■ WHAT YOU HAVE TO DO
After finding the line with "pub const CM7_CLIDR: u32 = 0xE000_ED78;" in the entries below, retype exactly each line from there through the line with "assert_eq!(dwt_compn(1) - dwt_compn(0), 0x10);", including that final line.

---*---

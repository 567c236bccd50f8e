// This Source Code Form is subject to the terms of the Mozilla Public
// License, v. 2.0. If a copy of the MPL was not distributed with this
// file, You can obtain one at https://mozilla.org/MPL/2.0/.

//! Flash staging: accumulates erase ranges and write payloads from the
//! `vFlash*` sequence, then commits them through the flash loader in one
//! shot (spec.md §4.4).

use anyhow::{bail, Result};
use log::{info, warn};

use crate::probe::{ConnectMode, Probe, ResetKind};

const FLASH_BASE: u32 = 0x0800_0000;

struct Block {
    addr: u32,
    data: Vec<u8>,
}

impl Block {
    fn end(&self) -> u32 {
        self.addr + self.data.len() as u32
    }
}

/// A vector of staged blocks, per the Design Note in spec.md §9 ("a
/// linked-list staging can become an index-based vector"); overlap search
/// stays linear, which is fine for the handful of blocks a flash session
/// ever accumulates.
#[derive(Default)]
pub struct FlashStaging {
    blocks: Vec<Block>,
}

impl FlashStaging {
    pub fn new() -> Self {
        FlashStaging { blocks: Vec::new() }
    }

    pub fn is_empty(&self) -> bool {
        self.blocks.is_empty()
    }

    /// `vFlashErase:<addr>,<len>` — validates bounds and page alignment,
    /// then appends a fresh block pre-filled with the erased-flash pattern.
    pub fn add_block(
        &mut self,
        probe: &mut dyn Probe,
        addr: u32,
        len: u32,
    ) -> Result<()> {
        let flash_size = probe.chip().flash_size;
        if addr < FLASH_BASE || addr.checked_add(len).map_or(true, |end| end > FLASH_BASE + flash_size)
        {
            bail!("flash_add_block: incorrect bounds {addr:#010x}+{len:#x}");
        }

        let page_size = probe.calculate_pagesize(addr)?;
        if page_size == 0 || addr % page_size != 0 || len % page_size != 0 {
            bail!("flash_add_block: unaligned block {addr:#010x}+{len:#x}");
        }

        let pattern = probe.erased_pattern();
        self.blocks.push(Block {
            addr,
            data: vec![pattern; len as usize],
        });
        Ok(())
    }

    /// `vFlashWrite:<addr>:<data>` — overlays `data` onto every staged
    /// block it intersects. No matching block is an error; partial
    /// coverage is only a warning (GDB is allowed to over-send).
    pub fn populate(&mut self, addr: u32, data: &[u8]) -> Result<()> {
        let a = addr;
        let b = addr + data.len() as u32;

        let mut fit_blocks = 0u32;
        let mut fit_length = 0u32;

        for block in &mut self.blocks {
            let x = block.addr;
            let y = block.end();
            if a < y && b > x {
                let start = a.max(x) - x;
                let end = b.min(y) - x;
                let src_start = a.max(x) - a;
                let len = (end - start) as usize;
                block.data[start as usize..end as usize]
                    .copy_from_slice(&data[src_start as usize..src_start as usize + len]);
                fit_blocks += 1;
                fit_length += len as u32;
            }
        }

        if fit_blocks == 0 {
            bail!("flash_populate: unfit data block {addr:#010x} -> {:#06x}", data.len());
        }
        if fit_length != data.len() as u32 {
            warn!(
                "flash_populate: data block {addr:#010x} -> {:#06x} truncated to {fit_length:#06x} (not an error, just a GDB glitch)",
                data.len()
            );
        }

        Ok(())
    }

    /// `vFlashDone` — erase every page, write every page, stop the loader,
    /// soft-reset-and-halt. Stages are always drained, win or lose.
    pub fn commit(&mut self, probe: &mut dyn Probe, connect_mode: ConnectMode) -> Result<()> {
        let result = self.commit_inner(probe, connect_mode);
        self.blocks.clear();
        result
    }

    fn commit_inner(&mut self, probe: &mut dyn Probe, connect_mode: ConnectMode) -> Result<()> {
        probe.connect(connect_mode)?;
        probe.force_debug()?;

        for block in &self.blocks {
            info!("flash_erase: block {:#010x} -> {:#06x}", block.addr, block.data.len());
            let mut page = block.addr;
            while page < block.end() {
                let page_size = probe.calculate_pagesize(page)?;
                info!("flash_erase: page {page:#010x}");
                probe.erase_flash_page(page)?;
                page += page_size;
            }
        }

        probe.flashloader_start()?;

        for block in &self.blocks {
            info!("flash_do: block {:#010x} -> {:#06x}", block.addr, block.data.len());
            let mut page = block.addr;
            while page < block.end() {
                let page_size = probe.calculate_pagesize(page)?;
                let offset = (page - block.addr) as usize;
                let remaining = block.data.len() - offset;
                let len = remaining.min(page_size as usize);
                info!("flash_do: page {page:#010x}");
                probe.flashloader_write(page, &block.data[offset..offset + len])?;
                page += page_size;
            }
        }

        probe.flashloader_stop()?;
        probe.reset(ResetKind::SoftAndHalt)?;
        Ok(())
    }
}
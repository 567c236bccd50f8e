// This Source Code Form is subject to the terms of the Mozilla Public
// License, v. 2.0. If a copy of the MPL was not distributed with this
// file, You can obtain one at https://mozilla.org/MPL/2.0/.

//! ARMv7-M debug and cache-control register layout: addresses and bit
//! layouts for the Flash Patch & Breakpoint unit, the Data Watchpoint &
//! Trace unit, and the Cortex-M7 cache-identification/maintenance
//! registers. Everything here is read or written through
//! [`crate::probe::Probe::read_debug32`]/`write_debug32`.

use bitflags::bitflags;

pub const FP_CTRL: u32 = 0xE000_2000;
pub const FP_COMP0: u32 = 0xE000_2008;
pub const CPUID: u32 = 0xE000_ED00;

/// Cortex-M7 Lock Access Register: some revisions require this key before
/// FP_* registers accept writes (IHI0029D, p.48).
pub const FP_LAR: u32 = 0xE000_2FB0;
pub const FP_LAR_KEY: u32 = 0xC5AC_CE55;

/// CPUID `PartNo` field for the Cortex-M7.
pub const CORTEX_M7_PART_NO: u32 = 0xC27;

pub fn fp_compn(index: usize) -> u32 {
    FP_COMP0 + 4 * index as u32
}

bitflags! {
    /// FP_CTRL — Flash Patch Control Register.
    #[derive(PartialEq, Eq, Copy, Clone)]
    pub struct FpCtrl: u32 {
        const ENABLE = 1 << 0;
        const KEY = 1 << 1;
        const _ = !0;
    }
}

impl FpCtrl {
    pub fn num_code(raw: u32) -> u32 {
        (raw >> 4) & 0xf
    }
    pub fn num_lit(raw: u32) -> u32 {
        (raw >> 8) & 0xf
    }
    pub fn revision(raw: u32) -> u32 {
        (raw >> 28) & 0xf
    }
}

pub const DEMCR: u32 = 0xE000_EDFC;

bitflags! {
    /// DEMCR — Debug Exception and Monitor Control Register.
    #[derive(PartialEq, Eq, Copy, Clone)]
    pub struct Demcr: u32 {
        const TRCENA = 1 << 24;
    }
}

pub const DWT_COMP0: u32 = 0xE000_1020;
pub const DWT_MASK0: u32 = 0xE000_1024;
pub const DWT_FUN0: u32 = 0xE000_1028;
const DWT_STRIDE: u32 = 0x10;

pub fn dwt_compn(index: usize) -> u32 {
    DWT_COMP0 + DWT_STRIDE * index as u32
}
pub fn dwt_maskn(index: usize) -> u32 {
    DWT_MASK0 + DWT_STRIDE * index as u32
}
pub fn dwt_funn(index: usize) -> u32 {
    DWT_FUN0 + DWT_STRIDE * index as u32
}

pub const CM7_CTR: u32 = 0xE000_ED7C;
pub const CM7_CLIDR: u32 = 0xE000_ED78;
pub const CM7_CCSIDR: u32 = 0xE000_ED80;
pub const CM7_CSSELR: u32 = 0xE000_ED84;
pub const CM7_CCR: u32 = 0xE000_ED14;
pub const CM7_DCCSW: u32 = 0xE000_EF6C;
pub const CM7_ICIALLU: u32 = 0xE000_EF50;

bitflags! {
    /// CCR — Configuration and Control Register (cache-enable bits only).
    #[derive(PartialEq, Eq, Copy, Clone)]
    pub struct Ccr: u32 {
        const IC = 1 << 17;
        const DC = 1 << 16;
        const _ = !0;
    }
}

#[cfg(test)]
mod tests {
    use super::*;

    #[test]
    fn fp_compn_is_word_spaced() {
        assert_eq!(fp_compn(0), FP_COMP0);
        assert_eq!(fp_compn(1), FP_COMP0 + 4);
        assert_eq!(fp_compn(14), FP_COMP0 + 4 * 14);
    }

    #[test]
    fn fp_ctrl_fields_decode() {
        // num_code=6, num_lit=2, revision=1
        let raw: u32 = (1 << 28) | (2 << 8) | (6 << 4);
        assert_eq!(FpCtrl::num_code(raw), 6);
        assert_eq!(FpCtrl::num_lit(raw), 2);
        assert_eq!(FpCtrl::revision(raw), 1);
    }

    #[test]
    fn dwt_registers_are_16_bytes_apart() {
        assert_eq!(dwt_compn(1) - dwt_compn(0), 0x10);
        assert_eq!(dwt_maskn(1) - dwt_maskn(0), 0x10);
        assert_eq!(dwt_funn(1) - dwt_funn(0), 0x10);
    }
}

---*---

■ RESULT OF THE EXERCISE
pub const CM7_CLIDR: u32 = 0xE000_ED78;
pub const CM7_CCSIDR: u32 = 0xE000_ED80;
pub const CM7_CSSELR: u32 = 0xE000_ED84;
pub const CM7_CCR: u32 = 0xE000_ED14;
pub const CM7_DCCSW: u32 = 0xE000_EF6C;
pub const CM7_ICIALLU: u32 = 0xE000_EF50;

bitflags! {
    /// CCR — Configuration and Control Register (cache-enable bits only).
    #[derive(PartialEq, Eq, Copy, Clone)]
    pub struct Ccr: u32 {
        const IC = 1 << 17;
        const DC = 1 << 16;
        const _ = !0;
    }
}

#[cfg(test)]
mod tests {
    use super::*;

    #[test]
    fn fp_compn_is_word_spaced() {
        assert_eq!(fp_compn(0), FP_COMP0);
        assert_eq!(fp_compn(1), FP_COMP0 + 4);
        assert_eq!(fp_compn(14), FP_COMP0 + 4 * 14);
    }

    #[test]
    fn fp_ctrl_fields_decode() {
        // num_code=6, num_lit=2, revision=1
        let raw: u32 = (1 << 28) | (2 << 8) | (6 << 4);
        assert_eq!(FpCtrl::num_code(raw), 6);
        assert_eq!(FpCtrl::num_lit(raw), 2);
        assert_eq!(FpCtrl::revision(raw), 1);
    }

    #[test]
    fn dwt_registers_are_16_bytes_apart() {
        assert_eq!(dwt_compn(1) - dwt_compn(0), 0x10);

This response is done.